Data to process START
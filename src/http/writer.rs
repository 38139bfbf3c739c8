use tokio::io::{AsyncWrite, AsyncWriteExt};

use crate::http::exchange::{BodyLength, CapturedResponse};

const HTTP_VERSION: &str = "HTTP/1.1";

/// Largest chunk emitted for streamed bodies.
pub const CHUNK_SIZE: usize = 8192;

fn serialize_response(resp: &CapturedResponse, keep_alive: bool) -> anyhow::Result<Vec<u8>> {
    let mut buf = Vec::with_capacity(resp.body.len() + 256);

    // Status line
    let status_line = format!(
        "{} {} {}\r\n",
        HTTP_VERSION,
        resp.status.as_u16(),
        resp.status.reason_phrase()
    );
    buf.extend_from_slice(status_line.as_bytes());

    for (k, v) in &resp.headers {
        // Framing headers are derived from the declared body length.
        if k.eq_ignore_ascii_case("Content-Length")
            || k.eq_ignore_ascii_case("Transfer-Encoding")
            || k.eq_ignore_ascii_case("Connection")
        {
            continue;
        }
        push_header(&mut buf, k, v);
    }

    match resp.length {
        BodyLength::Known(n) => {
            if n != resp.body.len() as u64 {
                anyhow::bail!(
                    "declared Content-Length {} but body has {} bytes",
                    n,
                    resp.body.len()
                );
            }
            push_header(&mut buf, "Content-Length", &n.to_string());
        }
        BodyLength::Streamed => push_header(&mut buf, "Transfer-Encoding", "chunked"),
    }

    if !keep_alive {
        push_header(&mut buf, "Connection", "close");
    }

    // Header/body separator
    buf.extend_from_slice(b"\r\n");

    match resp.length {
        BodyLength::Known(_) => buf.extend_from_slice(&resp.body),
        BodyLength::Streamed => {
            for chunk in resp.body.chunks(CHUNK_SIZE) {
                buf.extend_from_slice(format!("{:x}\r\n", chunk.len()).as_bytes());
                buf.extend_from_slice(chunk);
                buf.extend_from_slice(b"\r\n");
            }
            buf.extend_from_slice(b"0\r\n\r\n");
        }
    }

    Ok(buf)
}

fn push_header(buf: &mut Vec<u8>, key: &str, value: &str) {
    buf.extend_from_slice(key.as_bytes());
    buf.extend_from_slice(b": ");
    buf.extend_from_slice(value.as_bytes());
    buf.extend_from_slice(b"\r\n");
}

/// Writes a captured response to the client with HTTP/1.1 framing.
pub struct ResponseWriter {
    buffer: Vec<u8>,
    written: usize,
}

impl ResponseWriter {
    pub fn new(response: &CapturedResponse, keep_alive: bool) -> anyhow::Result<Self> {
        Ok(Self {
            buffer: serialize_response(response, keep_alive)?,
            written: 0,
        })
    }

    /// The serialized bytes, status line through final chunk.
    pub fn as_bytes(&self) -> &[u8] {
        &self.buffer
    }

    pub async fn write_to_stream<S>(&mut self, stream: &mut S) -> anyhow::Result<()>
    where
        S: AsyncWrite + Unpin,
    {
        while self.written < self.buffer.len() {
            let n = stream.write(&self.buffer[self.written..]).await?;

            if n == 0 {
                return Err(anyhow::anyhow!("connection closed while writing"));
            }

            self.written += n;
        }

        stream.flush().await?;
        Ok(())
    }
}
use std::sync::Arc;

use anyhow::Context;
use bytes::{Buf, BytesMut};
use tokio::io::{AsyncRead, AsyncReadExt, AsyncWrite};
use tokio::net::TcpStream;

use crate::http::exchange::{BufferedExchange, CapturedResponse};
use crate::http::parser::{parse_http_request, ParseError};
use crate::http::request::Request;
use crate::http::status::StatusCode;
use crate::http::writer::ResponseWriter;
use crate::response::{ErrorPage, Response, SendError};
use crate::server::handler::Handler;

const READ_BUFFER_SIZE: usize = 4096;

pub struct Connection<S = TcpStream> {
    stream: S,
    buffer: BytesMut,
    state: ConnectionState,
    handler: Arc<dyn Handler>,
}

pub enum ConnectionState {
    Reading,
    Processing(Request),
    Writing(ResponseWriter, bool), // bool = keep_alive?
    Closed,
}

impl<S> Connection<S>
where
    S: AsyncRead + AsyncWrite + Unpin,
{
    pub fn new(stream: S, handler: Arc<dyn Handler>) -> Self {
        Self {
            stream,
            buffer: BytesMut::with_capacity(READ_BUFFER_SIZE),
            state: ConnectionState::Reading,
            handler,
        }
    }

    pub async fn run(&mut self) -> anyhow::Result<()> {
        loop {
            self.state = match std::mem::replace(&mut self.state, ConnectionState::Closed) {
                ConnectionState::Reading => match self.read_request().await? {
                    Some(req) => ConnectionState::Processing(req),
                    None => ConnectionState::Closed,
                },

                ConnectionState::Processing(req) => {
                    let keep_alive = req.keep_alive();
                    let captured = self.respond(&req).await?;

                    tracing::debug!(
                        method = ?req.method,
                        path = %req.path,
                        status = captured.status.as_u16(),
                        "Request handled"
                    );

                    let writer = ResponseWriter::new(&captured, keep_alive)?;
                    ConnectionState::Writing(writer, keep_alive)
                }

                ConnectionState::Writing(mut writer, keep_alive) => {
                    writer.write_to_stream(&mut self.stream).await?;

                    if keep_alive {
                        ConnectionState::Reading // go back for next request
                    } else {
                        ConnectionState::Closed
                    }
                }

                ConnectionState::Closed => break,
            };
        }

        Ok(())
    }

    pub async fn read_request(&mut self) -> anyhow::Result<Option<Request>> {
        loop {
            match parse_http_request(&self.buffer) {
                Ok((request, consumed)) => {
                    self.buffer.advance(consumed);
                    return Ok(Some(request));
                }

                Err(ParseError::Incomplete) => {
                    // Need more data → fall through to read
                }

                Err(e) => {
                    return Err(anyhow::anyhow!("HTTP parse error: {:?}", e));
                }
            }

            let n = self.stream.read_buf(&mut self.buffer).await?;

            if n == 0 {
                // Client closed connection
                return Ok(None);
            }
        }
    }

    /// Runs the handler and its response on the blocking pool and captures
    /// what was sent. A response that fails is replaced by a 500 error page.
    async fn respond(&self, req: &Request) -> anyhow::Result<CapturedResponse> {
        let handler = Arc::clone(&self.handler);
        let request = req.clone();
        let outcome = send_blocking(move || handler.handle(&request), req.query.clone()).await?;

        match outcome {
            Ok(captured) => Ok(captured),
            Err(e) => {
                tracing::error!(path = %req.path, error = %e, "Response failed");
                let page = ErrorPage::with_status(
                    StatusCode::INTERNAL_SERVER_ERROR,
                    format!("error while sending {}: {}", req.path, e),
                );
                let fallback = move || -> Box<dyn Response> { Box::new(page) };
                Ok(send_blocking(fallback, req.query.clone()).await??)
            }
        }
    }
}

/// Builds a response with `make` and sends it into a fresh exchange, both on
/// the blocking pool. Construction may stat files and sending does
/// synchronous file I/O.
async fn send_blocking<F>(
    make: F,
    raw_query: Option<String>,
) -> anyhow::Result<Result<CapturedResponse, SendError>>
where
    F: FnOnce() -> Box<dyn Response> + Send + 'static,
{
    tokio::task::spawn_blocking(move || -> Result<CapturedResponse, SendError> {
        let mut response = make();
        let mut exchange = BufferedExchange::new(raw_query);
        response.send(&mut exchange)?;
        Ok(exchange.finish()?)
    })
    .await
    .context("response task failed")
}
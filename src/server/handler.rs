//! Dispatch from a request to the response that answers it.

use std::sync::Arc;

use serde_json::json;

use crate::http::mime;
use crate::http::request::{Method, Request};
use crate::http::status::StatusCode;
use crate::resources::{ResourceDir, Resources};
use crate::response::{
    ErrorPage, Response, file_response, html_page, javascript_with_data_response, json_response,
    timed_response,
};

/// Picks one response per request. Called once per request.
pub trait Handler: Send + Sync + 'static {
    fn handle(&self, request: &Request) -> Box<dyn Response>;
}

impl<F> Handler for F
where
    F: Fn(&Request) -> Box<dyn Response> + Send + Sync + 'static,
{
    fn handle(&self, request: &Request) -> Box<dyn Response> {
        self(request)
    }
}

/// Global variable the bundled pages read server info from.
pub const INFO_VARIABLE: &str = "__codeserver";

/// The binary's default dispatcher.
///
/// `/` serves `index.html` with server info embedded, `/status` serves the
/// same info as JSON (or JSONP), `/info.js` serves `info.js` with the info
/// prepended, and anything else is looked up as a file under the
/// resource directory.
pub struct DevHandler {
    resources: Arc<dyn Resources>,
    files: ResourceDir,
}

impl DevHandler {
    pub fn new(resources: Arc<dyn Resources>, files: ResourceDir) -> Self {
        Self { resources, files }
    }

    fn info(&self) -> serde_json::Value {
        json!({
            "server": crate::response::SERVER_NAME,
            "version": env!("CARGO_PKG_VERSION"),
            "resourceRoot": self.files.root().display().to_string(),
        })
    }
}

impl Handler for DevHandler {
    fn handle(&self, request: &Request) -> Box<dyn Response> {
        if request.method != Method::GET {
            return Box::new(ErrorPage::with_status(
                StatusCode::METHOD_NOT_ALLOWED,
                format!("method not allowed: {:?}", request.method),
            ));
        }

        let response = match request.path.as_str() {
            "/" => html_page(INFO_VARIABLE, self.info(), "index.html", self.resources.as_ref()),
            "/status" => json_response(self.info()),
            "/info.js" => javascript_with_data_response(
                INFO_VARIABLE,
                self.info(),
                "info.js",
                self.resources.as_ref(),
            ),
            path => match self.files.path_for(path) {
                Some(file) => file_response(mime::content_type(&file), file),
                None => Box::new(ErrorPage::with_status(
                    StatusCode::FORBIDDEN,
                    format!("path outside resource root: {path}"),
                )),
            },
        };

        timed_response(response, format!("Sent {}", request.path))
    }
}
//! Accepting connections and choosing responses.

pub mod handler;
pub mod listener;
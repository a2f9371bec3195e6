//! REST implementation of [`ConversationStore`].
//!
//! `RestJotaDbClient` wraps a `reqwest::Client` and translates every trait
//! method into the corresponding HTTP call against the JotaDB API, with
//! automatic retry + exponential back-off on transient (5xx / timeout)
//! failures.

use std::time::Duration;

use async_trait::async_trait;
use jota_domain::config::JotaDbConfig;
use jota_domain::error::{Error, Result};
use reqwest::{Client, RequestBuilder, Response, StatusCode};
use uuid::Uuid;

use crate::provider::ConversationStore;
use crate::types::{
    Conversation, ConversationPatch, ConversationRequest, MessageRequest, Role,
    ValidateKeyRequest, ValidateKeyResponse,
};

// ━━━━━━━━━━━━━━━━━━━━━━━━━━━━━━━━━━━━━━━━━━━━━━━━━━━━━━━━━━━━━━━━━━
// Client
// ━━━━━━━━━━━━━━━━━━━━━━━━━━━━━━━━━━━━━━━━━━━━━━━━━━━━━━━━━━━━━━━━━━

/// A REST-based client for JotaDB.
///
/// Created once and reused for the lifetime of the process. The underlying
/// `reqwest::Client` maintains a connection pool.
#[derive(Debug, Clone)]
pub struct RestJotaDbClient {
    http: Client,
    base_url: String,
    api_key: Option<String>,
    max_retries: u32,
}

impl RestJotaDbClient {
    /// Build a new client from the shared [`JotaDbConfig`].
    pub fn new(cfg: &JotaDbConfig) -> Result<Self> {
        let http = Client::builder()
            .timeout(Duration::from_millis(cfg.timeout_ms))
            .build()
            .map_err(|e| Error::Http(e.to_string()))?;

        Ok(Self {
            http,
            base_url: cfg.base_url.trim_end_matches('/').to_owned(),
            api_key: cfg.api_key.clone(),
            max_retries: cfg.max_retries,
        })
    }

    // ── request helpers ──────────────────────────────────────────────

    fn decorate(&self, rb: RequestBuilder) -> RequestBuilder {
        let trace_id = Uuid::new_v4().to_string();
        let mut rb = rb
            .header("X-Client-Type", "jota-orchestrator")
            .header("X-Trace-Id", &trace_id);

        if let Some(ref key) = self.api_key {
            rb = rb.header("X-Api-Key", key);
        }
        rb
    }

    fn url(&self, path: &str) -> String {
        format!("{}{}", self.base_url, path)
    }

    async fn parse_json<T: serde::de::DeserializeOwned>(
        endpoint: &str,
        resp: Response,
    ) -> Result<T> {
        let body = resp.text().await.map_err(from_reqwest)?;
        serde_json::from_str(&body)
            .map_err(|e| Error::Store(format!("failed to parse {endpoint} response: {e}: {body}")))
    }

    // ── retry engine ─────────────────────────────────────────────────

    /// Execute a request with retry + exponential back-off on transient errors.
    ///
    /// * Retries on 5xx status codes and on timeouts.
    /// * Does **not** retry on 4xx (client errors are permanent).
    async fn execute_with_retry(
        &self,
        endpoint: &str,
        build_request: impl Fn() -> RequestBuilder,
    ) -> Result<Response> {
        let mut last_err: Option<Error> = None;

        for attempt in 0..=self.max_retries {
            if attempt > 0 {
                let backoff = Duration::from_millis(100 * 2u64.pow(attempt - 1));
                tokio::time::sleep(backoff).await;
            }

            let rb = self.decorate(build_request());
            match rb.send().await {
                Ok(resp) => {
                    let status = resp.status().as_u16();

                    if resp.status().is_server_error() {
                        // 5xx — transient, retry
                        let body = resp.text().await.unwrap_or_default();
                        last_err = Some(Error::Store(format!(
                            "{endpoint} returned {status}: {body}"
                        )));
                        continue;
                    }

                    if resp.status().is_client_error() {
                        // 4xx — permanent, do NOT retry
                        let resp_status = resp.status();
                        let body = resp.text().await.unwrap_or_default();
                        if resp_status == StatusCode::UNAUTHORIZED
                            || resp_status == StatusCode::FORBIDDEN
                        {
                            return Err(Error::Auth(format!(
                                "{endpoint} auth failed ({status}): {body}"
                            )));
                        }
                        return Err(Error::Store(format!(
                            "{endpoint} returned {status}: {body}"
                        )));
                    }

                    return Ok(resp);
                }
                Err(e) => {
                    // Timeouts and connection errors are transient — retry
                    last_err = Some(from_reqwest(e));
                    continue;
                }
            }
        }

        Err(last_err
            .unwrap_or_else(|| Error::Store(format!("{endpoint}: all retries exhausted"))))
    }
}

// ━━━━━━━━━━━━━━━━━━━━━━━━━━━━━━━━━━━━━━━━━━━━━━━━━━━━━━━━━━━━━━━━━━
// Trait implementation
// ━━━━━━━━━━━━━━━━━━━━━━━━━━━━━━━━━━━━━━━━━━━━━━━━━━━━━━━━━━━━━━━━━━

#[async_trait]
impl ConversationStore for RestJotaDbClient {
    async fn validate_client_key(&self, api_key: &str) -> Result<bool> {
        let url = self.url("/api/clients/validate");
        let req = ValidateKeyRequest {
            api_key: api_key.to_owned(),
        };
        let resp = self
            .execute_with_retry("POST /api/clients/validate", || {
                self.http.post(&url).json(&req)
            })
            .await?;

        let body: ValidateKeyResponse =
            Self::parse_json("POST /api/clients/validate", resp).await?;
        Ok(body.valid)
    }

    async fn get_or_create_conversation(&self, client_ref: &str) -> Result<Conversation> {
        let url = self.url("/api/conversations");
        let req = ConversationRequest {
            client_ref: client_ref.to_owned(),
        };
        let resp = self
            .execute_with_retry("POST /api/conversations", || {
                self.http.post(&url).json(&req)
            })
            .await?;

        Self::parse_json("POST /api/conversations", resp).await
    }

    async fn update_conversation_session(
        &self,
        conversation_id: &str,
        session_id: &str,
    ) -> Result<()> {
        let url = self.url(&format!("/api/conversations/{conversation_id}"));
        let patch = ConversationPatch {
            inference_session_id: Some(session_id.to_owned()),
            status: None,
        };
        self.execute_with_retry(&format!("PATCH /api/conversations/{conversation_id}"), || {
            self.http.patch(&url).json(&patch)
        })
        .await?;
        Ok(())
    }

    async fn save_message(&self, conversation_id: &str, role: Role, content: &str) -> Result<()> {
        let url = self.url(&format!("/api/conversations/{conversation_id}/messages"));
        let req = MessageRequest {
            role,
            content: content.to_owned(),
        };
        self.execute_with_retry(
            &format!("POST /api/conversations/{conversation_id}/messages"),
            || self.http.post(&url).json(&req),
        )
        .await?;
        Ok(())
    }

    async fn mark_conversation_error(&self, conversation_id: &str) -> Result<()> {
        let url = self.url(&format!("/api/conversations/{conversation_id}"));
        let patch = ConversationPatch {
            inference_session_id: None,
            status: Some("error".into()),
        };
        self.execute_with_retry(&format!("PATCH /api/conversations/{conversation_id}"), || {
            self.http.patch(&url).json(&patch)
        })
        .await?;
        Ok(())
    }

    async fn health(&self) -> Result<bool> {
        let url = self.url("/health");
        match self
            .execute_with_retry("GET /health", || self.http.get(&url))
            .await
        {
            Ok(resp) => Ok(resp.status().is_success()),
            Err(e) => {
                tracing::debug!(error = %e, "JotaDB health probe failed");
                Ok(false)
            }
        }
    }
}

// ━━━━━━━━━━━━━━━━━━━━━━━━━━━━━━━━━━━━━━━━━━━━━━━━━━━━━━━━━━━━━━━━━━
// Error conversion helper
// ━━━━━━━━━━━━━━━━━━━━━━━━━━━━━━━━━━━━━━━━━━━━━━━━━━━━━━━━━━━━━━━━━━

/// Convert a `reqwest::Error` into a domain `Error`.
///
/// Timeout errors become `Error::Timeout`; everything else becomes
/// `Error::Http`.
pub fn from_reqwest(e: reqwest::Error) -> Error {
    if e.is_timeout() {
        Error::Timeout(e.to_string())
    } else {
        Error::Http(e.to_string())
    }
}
Data to process END
Return every line of the listing that has the word "declared" in it.

_Task output_
        // Framing headers are derived from the declared body length.
                    "declared Content-Length {} but body has {} bytes",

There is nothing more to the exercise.